//! Disassembler for `.ksc` script resources.
//!
//! Prints one instruction per line as `offset  mnemonic operands`. Branches
//! show their raw skip words and trailing jump byte (`w1 w2 j`); native calls
//! resolve the function name from the standard table and dump the operand
//! bytes. The listing stops with an error at the first byte that does not
//! decode, which in shipped content means the offset is data, not code.

use std::path::PathBuf;

use anyhow::{bail, Result};
use byteorder::{ByteOrder, LittleEndian};
use clap::Parser;

use karst_script::{Opcode, Operands, STANDARD_NAMES};

struct Disassembler {
    bytes: Vec<u8>,
    pos: usize,
    /// Offset of the instruction currently being decoded, for errors.
    instr: usize,
}

impl Disassembler {
    fn new(bytes: Vec<u8>, start: usize) -> Self {
        Self { bytes, pos: start, instr: start }
    }

    fn lines(&mut self) -> Result<Vec<String>> {
        let mut out = Vec::new();
        while self.pos < self.bytes.len() {
            out.push(self.one()?);
        }
        Ok(out)
    }

    fn one(&mut self) -> Result<String> {
        let offset = self.pos;
        self.instr = offset;
        let byte = self.u8()?;
        let Some(op) = Opcode::decode(byte) else {
            bail!("undecodable byte 0x{byte:02X} at offset 0x{offset:04X}");
        };

        let text = match op.operands() {
            Operands::None => op.mnemonic().to_string(),
            Operands::Imm16 => {
                let v = self.i16()?;
                format!("{} {v}", op.mnemonic())
            }
            Operands::LocalOff => {
                let off = self.i16()?;
                format!("{} {off}", op.mnemonic())
            }
            Operands::AluLocal => {
                let sub = self.u8()?;
                let off = self.i16()?;
                let name = match sub {
                    0 => "add".to_string(),
                    1 => "sub".to_string(),
                    2 => "mul".to_string(),
                    3 => "div".to_string(),
                    other => format!("op{other}"),
                };
                format!("{} {name} {off}", op.mnemonic())
            }
            Operands::StepLocal => {
                let delta = self.i8()?;
                let off = self.i16()?;
                format!("{} {delta} {off}", op.mnemonic())
            }
            Operands::CmpArm => {
                let src = self.u8()?;
                if src == 0 {
                    let imm = self.i16()?;
                    format!("{} #{imm}", op.mnemonic())
                } else {
                    format!("{} a", op.mnemonic())
                }
            }
            Operands::Branch => {
                let w1 = self.u16()?;
                let w2 = self.u16()?;
                let j = self.i8()?;
                format!("{} {w1} {w2} {j}", op.mnemonic())
            }
            Operands::JumpRel => {
                let j = self.i8()?;
                format!("{} {j}", op.mnemonic())
            }
            Operands::CallOff => {
                let target = self.u16()?;
                format!("{} 0x{target:04X}", op.mnemonic())
            }
            Operands::Native => self.native(offset)?,
        };

        Ok(format!("{offset:04X}  {text}"))
    }

    fn native(&mut self, offset: usize) -> Result<String> {
        let len = self.u8()? as usize;
        let index = self.u16()?;
        let name = STANDARD_NAMES
            .get(index as usize)
            .copied()
            .unwrap_or("?");
        if len < 2 {
            bail!("native call at 0x{offset:04X} shorter than its own function id");
        }
        let args = self.take(len - 2)?;
        let mut text = format!("native {name}");
        if !args.is_empty() {
            let hex: Vec<String> = args.iter().map(|b| format!("{b:02X}")).collect();
            text.push_str(&format!(" [{}]", hex.join(" ")));
        }
        Ok(text)
    }

    fn take(&mut self, n: usize) -> Result<Vec<u8>> {
        if self.pos + n > self.bytes.len() {
            bail!(
                "instruction at 0x{:04X} runs past the end of the file",
                self.instr
            );
        }
        let s = self.bytes[self.pos..self.pos + n].to_vec();
        self.pos += n;
        Ok(s)
    }

    fn u8(&mut self) -> Result<u8> {
        Ok(self.take(1)?[0])
    }

    fn i8(&mut self) -> Result<i8> {
        self.u8().map(|b| b as i8)
    }

    fn u16(&mut self) -> Result<u16> {
        self.take(2).map(|b| LittleEndian::read_u16(&b))
    }

    fn i16(&mut self) -> Result<i16> {
        self.u16().map(|v| v as i16)
    }
}

#[derive(Parser, Debug)]
#[command(version, about = "karst script disassembler", long_about = None)]
struct Args {
    /// The `.ksc` file to disassemble.
    input: PathBuf,

    /// Offset to start decoding at.
    #[arg(short, long, default_value_t = 0)]
    start: usize,
}

fn main() -> Result<()> {
    env_logger::init();
    let args = Args::parse();

    let bytes = std::fs::read(&args.input)?;
    if args.start >= bytes.len() {
        bail!(
            "start offset 0x{:X} is past the end of {} ({} bytes)",
            args.start,
            args.input.display(),
            bytes.len()
        );
    }
    log::debug!("{}: {} bytes", args.input.display(), bytes.len());

    for line in Disassembler::new(bytes, args.start).lines()? {
        println!("{line}");
    }
    Ok(())
}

**What to do:** Say the number of lines above that include "past", and only that.

**Response:** 2